● WHAT YOU HAVE TO DO:
Go through the entries below and print, exactly, the lines starting at the one with "func.body = if" and ending at the one with "if let Body::Braced(depth)", keeping both ends and no others.

● AVAILABLE RECORDS:
use crate::analysis::language::{function_marker, indent_width};
use crate::error::EnrichmentError;
use crate::models::file_report::FunctionComplexity;

/// Source of per-function cyclomatic complexity. Implementations may wrap an
/// external analyzer; failures are swallowed by the metrics calculator.
pub trait ComplexityProvider: Send + Sync {
    fn analyze(&self, source: &str) -> Result<Vec<FunctionComplexity>, EnrichmentError>;
}

const BRANCHING_KEYWORDS: &[&str] = &[
    "if ", "elif ", "else if ", "for ", "while ", "switch ", "match ", "case ", "catch ",
    "except ", "&& ", "|| ", " and ", " or ",
];

/// Analyze cyclomatic complexity using line-based heuristics.
/// Functions are delimited by braces when the declaration (or, Allman style,
/// the next non-blank line) opens one and by indentation otherwise.
#[derive(Debug, Clone, Copy, Default)]
pub struct HeuristicComplexity;

#[derive(Debug, Clone, Copy, PartialEq, Eq)]
enum Body {
    /// Declaration without `{` or trailing `:`; decided by the next non-blank line.
    Undecided,
    Braced(i32),
    Indented,
}

struct OpenFunction {
    name: String,
    line_number: usize,
    complexity: usize,
    indent: usize,
    body: Body,
}

impl ComplexityProvider for HeuristicComplexity {
    fn analyze(&self, source: &str) -> Result<Vec<FunctionComplexity>, EnrichmentError> {
        Ok(analyze_complexity(source))
    }
}

pub fn analyze_complexity(source: &str) -> Vec<FunctionComplexity> {
    let mut functions = Vec::new();
    let mut current: Option<OpenFunction> = None;

    for (index, line) in source.lines().enumerate() {
        let trimmed = line.trim();

        if let Some(func) = current.as_mut() {
            if func.body == Body::Undecided && !trimmed.is_empty() {
                func.body = if trimmed.starts_with('{') {
                    Body::Braced(0)
                } else {
                    Body::Indented
                };
            }
            let ends_by_dedent = func.body == Body::Indented
                && !trimmed.is_empty()
                && indent_width(line) <= func.indent;
            if ends_by_dedent {
                functions.extend(current.take().map(OpenFunction::finish));
            }
        }

        if current.is_none() && function_marker().is_match(line) {
            current = Some(OpenFunction {
                name: extract_function_name(trimmed),
                line_number: index + 1,
                complexity: 1,
                indent: indent_width(line),
                body: declared_body(line, trimmed),
            });
        }

        let Some(func) = current.as_mut() else { continue };

        // Count branching nodes
        for keyword in BRANCHING_KEYWORDS {
            if trimmed.contains(keyword) {
                func.complexity += 1;
            }
        }
        // Ternary operators
        if trimmed.contains(" ? ") && trimmed.contains(" : ") {
            func.complexity += 1;
        }

        if let Body::Braced(depth) = func.body {
            let opens = line.matches('{').count() as i32;
            let closes = line.matches('}').count() as i32;
            let depth = depth + opens - closes;
            func.body = Body::Braced(depth);
            if depth <= 0 {
                functions.extend(current.take().map(OpenFunction::finish));
            }
        }
    }

    // If still in a function at EOF (e.g., Python), record it
    functions.extend(current.map(OpenFunction::finish));

    functions
}

fn declared_body(line: &str, trimmed: &str) -> Body {
    if trimmed.ends_with(':') {
        Body::Indented
    } else if line.contains('{') {
        Body::Braced(0)
    } else {
        Body::Undecided
    }
}

impl OpenFunction {
    fn finish(self) -> FunctionComplexity {
        FunctionComplexity {
            function_name: self.name,
            complexity: self.complexity,
            line_number: self.line_number,
        }
    }
}

fn extract_function_name(line: &str) -> String {
    let before_paren = line.split('(').next().unwrap_or("");
    before_paren
        .split_whitespace()
        .last()
        .map(|name| name.trim_end_matches(':').to_string())
        .unwrap_or_else(|| "unknown".to_string())
}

● YOUR RESPONSE:
                func.body = if trimmed.starts_with('{') {
                    Body::Braced(0)
                } else {
                    Body::Indented
                };
            }
            let ends_by_dedent = func.body == Body::Indented
                && !trimmed.is_empty()
                && indent_width(line) <= func.indent;
            if ends_by_dedent {
                functions.extend(current.take().map(OpenFunction::finish));
            }
        }

        if current.is_none() && function_marker().is_match(line) {
            current = Some(OpenFunction {
                name: extract_function_name(trimmed),
                line_number: index + 1,
                complexity: 1,
                indent: indent_width(line),
                body: declared_body(line, trimmed),
            });
        }

        let Some(func) = current.as_mut() else { continue };

        // Count branching nodes
        for keyword in BRANCHING_KEYWORDS {
            if trimmed.contains(keyword) {
                func.complexity += 1;
            }
        }
        // Ternary operators
        if trimmed.contains(" ? ") && trimmed.contains(" : ") {
            func.complexity += 1;
        }

        if let Body::Braced(depth) = func.body {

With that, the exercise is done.